AWS does not like my Docker :-(

My WordPress/MySQL Docker instances on AWS are unhappy: after some time, they stop. No idea why. All I see is

Failed Units: 1
 polkit.service

when I log in after WordPress seems to have died. And no Docker process is running. While I can restart them easily, it’s annoying to do so manually. At this point I have 2 possibilities: find the root cause, or work around it via monitoring and automatic restarting when needed.

And a load balancer to make the service available even when AWS does kill my Docker containers would be nice. Actually a load balancer has to do monitoring anyway. Since this topic came up at work too, it’s double useful. So a load balancer it is!

A nice article, although a bit dated, is here. He knows what he’s talking about: he made up elastic binary trees and wrote haproxy and made it saturate a 10G link back in 2009.

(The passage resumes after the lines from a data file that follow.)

//! 에러 타입 정의

use std::path::PathBuf;

use thiserror::Error;

/// SREJ 프로토콜 에러 타입
#[derive(Error, Debug)]
pub enum Error {
    #[error("IO 에러: {0}")]
    Io(#[from] std::io::Error),

    #[error("체크섬 불일치: 재계산 결과 {computed:04X}")]
    Checksum { computed: u16 },

    #[error("PDU가 너무 짧음: {len} bytes (헤더 {header} bytes)")]
    Truncated { len: usize, header: usize },

    #[error("PDU가 너무 큼: {len} bytes (최대 {max} bytes)")]
    Oversized { len: usize, max: usize },

    #[error("알 수 없는 플래그: {0}")]
    UnknownFlag(u8),

    #[error("잘못된 페이로드 ({context}): {reason}")]
    MalformedPayload {
        context: &'static str,
        reason: String,
    },

    #[error("잘못된 설정: {0}")]
    InvalidConfig(String),

    #[error("윈도우 가득 참: capacity={capacity}")]
    WindowFull { capacity: u32 },

    #[error("윈도우에 없는 시퀀스: seq={seq}")]
    NotInWindow { seq: u32 },

    #[error("핸드쉐이크 타임아웃: 파일 이름 요청 {attempts}회 전송 후 응답 없음")]
    HandshakeTimeout { attempts: u32 },

    #[error("상대방 응답 없음: {phase} 단계에서 연속 {retries}회 재시도 초과")]
    PeerUnresponsive { phase: &'static str, retries: u32 },

    #[error("원격 파일 없음: {filename}")]
    RemoteFileNotFound { filename: String },

    #[error("로컬 파일 에러 ({path}): {source}")]
    LocalFile {
        path: PathBuf,
        #[source]
        source: std::io::Error,
    },
}

impl Error {
    /// 로컬에서 복구되는 에러인지 (패킷 폐기 또는 대기로 처리)
    ///
    /// 나머지는 전송의 최종 결과로 운영자에게 보고된다.
    pub fn is_recoverable(&self) -> bool {
        matches!(
            self,
            Error::Checksum { .. }
                | Error::Truncated { .. }
                | Error::Oversized { .. }
                | Error::UnknownFlag(_)
                | Error::MalformedPayload { .. }
                | Error::WindowFull { .. }
                | Error::NotInWindow { .. }
        )
    }

    /// 로컬 파일 에러 생성
    pub fn local_file(path: impl Into<PathBuf>, source: std::io::Error) -> Self {
        Error::LocalFile {
            path: path.into(),
            source,
        }
    }
}

/// Result 타입 별칭
pub type Result<T> = std::result::Result<T, Error>;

nginx is a popular http load balancer (amond other things it can do), but since haproxy can do TCP in general, it’s more universally suitable for me, so that’s what it’ll be.

Step 1 is to have something to load balance. Because this is blog runs on WordPress with its MySQL instance, doubling this is non-trivial: WordPress keeps files in its web directory, and the MySQL instanced would need a multi-master replication setup.

Instead I’ll have a static copy of the web page…and then use a load balancer to switch to the static page when the primary is dead.

PS: To be fair AWS might not be at fault here. Truth is: I don’t know what’s causing the problem. On Google Cloud I had no such issue, but that’s about all I can say. I don’t expect problems in the Docker containers as they are quite literally identical. Even the version of CoreOS is identical.

Anyway, this all sounds like a good excuse to set up some load balancing and monitoring.